Nope not that pic guess you have lockers though I have first hand experiance with both they both have there place. Yes they ATT will easily climb in 3-4ft of powder. We will not tell Mtntopper that though......


----------



## Snowtrac Nome

nothing s idiot proof some rigs maybe more forgiving than others one must understand what is going on under their rig and unlike tires or a snowmachine it dosn't sound like spinning the tracks will help with a little caution i would expect they will work ok i still think the best option is get the little lady to buy off on a cat for the man and pod tracks for the lady that way the guy has a toy and the lady can commute may have to buy her something shinny to get her to let you spend that kind of money.


----------



## mtntopper

More Tucker Terra Stuck!!!!!!!!!

Without lockers the two tracks on the high side had no weight on them and just spun while the two on the low side just kept sinking in deeper. You do not get your real snow cat operator's badge/license until you can successfully stick one and under the right circumstances you can stick any snow cat as they are not invincible. I would not call sticking one always operator error so much as just circumstances beyond your control that sometimes will win out in the end.......
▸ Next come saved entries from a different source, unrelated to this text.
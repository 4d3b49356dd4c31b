use anyhow::{Context, Result};
use clap::Parser;
use dbgwin_config::DebugStreamConfig;
use dbgwin_engine::{DebugStreamSession, Runner, Session, open_source};
use std::path::PathBuf;
use tracing::info;
use tracing_subscriber::EnvFilter;

/// Receives, decodes and prints debug-stream records from the DSP debug
/// window. The host polls; nothing is ever written back to the DSP.
#[derive(Parser, Debug)]
#[command(name = "debug-stream", version)]
struct Args {
    /// TOML config file; the flags below override its values
    #[arg(long)]
    config: Option<PathBuf>,

    /// Polling interval in seconds [default: 0.01]
    #[arg(short = 't', long)]
    update_interval: Option<f64>,

    /// File to read the slot from [default: /sys/kernel/debug/sof/debug_stream]
    #[arg(short = 'f', long)]
    debugstream_file: Option<PathBuf>,

    /// Access this debug window slot directly, no debugfs file needed
    #[arg(short = 'c', long)]
    direct_access_slot: Option<u32>,

    /// Memory-mappable debug window, e.g. a PCI resource file
    #[arg(short = 'w', long)]
    window: Option<PathBuf>,

    /// Byte offset of the debug window inside the window file
    #[arg(long)]
    window_offset: Option<u64>,

    /// Decode failures tolerated before a core's ring is re-attached
    #[arg(long)]
    error_threshold: Option<u32>,
}

impl Args {
    fn apply(self, cfg: &mut DebugStreamConfig) {
        if let Some(t) = self.update_interval {
            cfg.update_interval_secs = t;
        }
        if let Some(file) = self.debugstream_file {
            cfg.source.file = Some(file);
        }
        if let Some(slot) = self.direct_access_slot {
            cfg.source.slot = Some(slot);
        }
        if let Some(window) = self.window {
            cfg.source.window = Some(window);
        }
        if let Some(offset) = self.window_offset {
            cfg.source.window_offset = offset;
        }
        if let Some(threshold) = self.error_threshold {
            cfg.error_threshold = threshold;
        }
    }
}

fn init_tracing(default_level: &str) {
    let filter = EnvFilter::try_from_default_env().unwrap_or_else(|_| EnvFilter::new(default_level));
    tracing_subscriber::fmt()
        .with_env_filter(filter)
        .with_writer(std::io::stderr)
        .init();
}

fn main() -> Result<()> {
    let args = Args::parse();
    let mut cfg = match &args.config {
        Some(path) => DebugStreamConfig::load(path)
            .with_context(|| format!("failed to load config '{}'", path.display()))?,
        None => DebugStreamConfig::default(),
    };
    args.apply(&mut cfg);
    cfg.validate().context("invalid settings")?;
    init_tracing(&cfg.log_level);

    let interval = cfg.update_interval()?;
    let spec = cfg.source_spec();
    info!(?spec, ?interval, threshold = cfg.error_threshold, "debug-stream starting");

    let session = DebugStreamSession::new(cfg.error_threshold, std::io::stdout().lock());
    let slot_type = session.slot_type();
    let mut runner = Runner::new(session, interval, move || open_source(&spec, slot_type));
    runner.run().context("debug-stream stopped")?;
    Ok(())
}
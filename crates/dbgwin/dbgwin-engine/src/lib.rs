//! Polling loops and output for the debug window tools.
//!
//! A [`Runner`] owns the slot source and a [`Session`]; each step copies a
//! fresh slot snapshot and hands it to the session, which decodes and
//! prints whatever is new.

mod printer;
mod runner;
mod session;

pub use printer::{RecordPrinter, ThreadInfoPrinter};
pub use runner::{EngineError, Runner, SLOT_SIZE, Step, open_source};
pub use session::{DebugStreamSession, Session, ThreadInfoSession, Tick};
pub mod record;
pub mod thread_info;

pub use record::{
    MAX_RECORD_ID, RECORD_HEADER_SIZE, RECORD_HEADER_WORDS, Record, RecordHeader, RecordKind,
    WORD_SIZE,
};
pub use thread_info::{CpuInfo, ParseError, ThreadInfo, fixed_point_percent};
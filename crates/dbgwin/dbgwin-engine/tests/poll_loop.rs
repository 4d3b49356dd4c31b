//! Drives the full polling loop against slot images published to files.

use dbgwin_config::{DebugStreamConfig, SourceConfig, SourceSpec, ThreadInfoConfig};
use dbgwin_engine::{
    DebugStreamSession, EngineError, Runner, SLOT_SIZE, Session, Step, ThreadInfoSession,
    open_source,
};
use dbgwin_mmap::{MmapFileMut, TELEMETRY_SLOT_TYPE};
use dbgwin_records::{CpuInfo, ThreadInfo};
use dbgwin_stream::producer::SlotBuilder;
use dbgwin_telemetry2::CoreState;
use dbgwin_telemetry2::producer::Telemetry2Builder;
use std::path::PathBuf;
use std::time::Duration;

fn temp_path(tag: &str) -> PathBuf {
    std::env::temp_dir().join(format!("dbgwin_engine_{tag}_{}", std::process::id()))
}

fn publish(map: &mut MmapFileMut, at: usize, bytes: &[u8]) {
    map.as_mut_slice()[at..at + bytes.len()].copy_from_slice(bytes);
    map.flush().unwrap();
}

fn cpu_payload(load: u8) -> Vec<u8> {
    CpuInfo {
        load,
        threads: vec![ThreadInfo {
            name: "idle".into(),
            stack_usage: 51,
            cpu_load: 51,
        }],
    }
    .to_payload()
}

#[test]
fn debug_stream_from_debugfs_file() {
    let path = temp_path("stream");
    let mut map = MmapFileMut::create_rw(&path, SLOT_SIZE as u64).unwrap();

    let cfg = DebugStreamConfig {
        source: SourceConfig {
            file: Some(path.clone()),
            ..SourceConfig::default()
        },
        ..DebugStreamConfig::default()
    };
    let spec = cfg.source_spec();
    assert_eq!(spec, SourceSpec::File(path.clone()));

    let session = DebugStreamSession::new(cfg.error_threshold, Vec::new());
    let slot_type = session.slot_type();
    let mut runner = Runner::new(session, Duration::ZERO, move || {
        open_source(&spec, slot_type)
    });

    // Uninitialized slot: keep sleeping.
    assert_eq!(runner.step().unwrap(), Step::Sleep);

    let mut slot = SlotBuilder::new(&[128, 128]);
    slot.ring(0).push(1, &cpu_payload(10));
    slot.ring(1).push(1, &cpu_payload(20));
    publish(&mut map, 0, slot.as_bytes());
    assert_eq!(runner.step().unwrap(), Step::Continue);
    assert_eq!(runner.step().unwrap(), Step::Sleep);

    for load in 0..15u8 {
        slot.ring(1).push(1, &cpu_payload(load));
    }
    publish(&mut map, 0, slot.as_bytes());
    assert_eq!(runner.step().unwrap(), Step::Continue);
    assert_eq!(runner.step().unwrap(), Step::Sleep);

    let out = String::from_utf8(runner.session().printer().get_ref().clone()).unwrap();
    let core1: Vec<&str> = out.lines().filter(|l| l.starts_with("CPU 1:")).collect();
    assert_eq!(core1.len(), 16);
    assert!(core1[15].ends_with("(seqno 15)"));
    assert_eq!(out.lines().filter(|l| l.starts_with("CPU 0:")).count(), 1);
    assert!(out.contains("    idle                 stack 20.0%\tload 20.0%"));

    let _ = std::fs::remove_file(&path);
}

#[test]
fn thread_info_from_debug_window() {
    let path = temp_path("window");
    let mut map = MmapFileMut::create_rw(&path, (SLOT_SIZE * 16) as u64).unwrap();
    // Descriptor 4 announces the telemetry slot.
    publish(&mut map, 4 * 12 + 4, &TELEMETRY_SLOT_TYPE.to_le_bytes());

    let cfg = ThreadInfoConfig {
        source: SourceConfig {
            file: Some(temp_path("no_debugfs")),
            window: Some(path.clone()),
            ..SourceConfig::default()
        },
        ..ThreadInfoConfig::default()
    };
    let spec = cfg.source_spec();
    assert!(matches!(spec, SourceSpec::Window { slot: None, .. }));

    let session = ThreadInfoSession::new(Vec::new());
    let slot_type = session.slot_type();
    let mut runner = Runner::new(session, Duration::ZERO, move || {
        open_source(&spec, slot_type)
    });
    assert_eq!(runner.step().unwrap(), Step::Sleep);

    let mut t2 = Telemetry2Builder::new(2);
    t2.set_core(0, CoreState::UpToDate, 1, 128, &[("idle", 10, 200), ("ll", 20, 30)]);
    publish(&mut map, 5 * SLOT_SIZE, t2.as_bytes());
    runner.step().unwrap();
    runner.step().unwrap();

    t2.set_core(1, CoreState::BeingUpdated, 1, 0, &[]);
    publish(&mut map, 5 * SLOT_SIZE, t2.as_bytes());
    runner.step().unwrap();

    let out = String::from_utf8(runner.session().printer().get_ref().clone()).unwrap();
    assert_eq!(out.matches("CPU 0:").count(), 1);
    assert!(!out.contains("CPU 1:"));
    assert!(out.contains("CPU 0: Load: 50.2% 2 threads (counter 1)"));

    let _ = std::fs::remove_file(&path);
}

#[test]
fn missing_debugfs_node_is_fatal() {
    let spec = SourceSpec::File(temp_path("absent"));
    let mut runner = Runner::new(ThreadInfoSession::new(Vec::new()), Duration::ZERO, move || {
        open_source(&spec, TELEMETRY_SLOT_TYPE)
    });
    assert!(matches!(runner.step(), Err(EngineError::SourceMissing(_))));
}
And I am sure my LMC's and Thiokol two tracks would of walked thru here without any problems or would of they as we will never know for sure as they were not here and did not encounter the same conditions, circumstances or timing of the Tucker in the pics..... We will never know for sure and I really don't give a shit...as what works for one is a total disaster for another.......


----------



## mtntopper

Even two track all mighty 1200 LMCs can get stuck.....This one does not have paddles big enough to swim......Another snow cat operator's badge/license well earned!!!!!!!!

Operator error or just circumstances??????????? The blame game is easy until you are sitting in the operators seat. None of these pics are of me. I earned my license/badge and sure as hell will not posts my own pics since I was the only one to see the pitiful Piston Bully not moving anymore..........


----------



## Snowtrac Nome

i've always been pretty consertive when bounding around in a snow cat because i'm the guy called to get them un stuck,i know what kind of work is involved i almoste laid a bv206 on it's side while in the military and just this winter after spending all winter and lots of hours in the light little snow trac i almost did it with another bv 206 again. weight is your enemy and foot print is your friend lockers are to get you out of a bad situation not  to push you further than you should go


----------



## Alaska Snow Cat

Mtntopper puts it best on getting stuck. Two track, four track, this brand, that brand, doesn't matter they can all get stuck. How well a person learns the good habits or bad habits of a specific cat as well as how good they are at reading the snow combined with experience, patience, mechanical ability and luck will all contribute to the success of the operation.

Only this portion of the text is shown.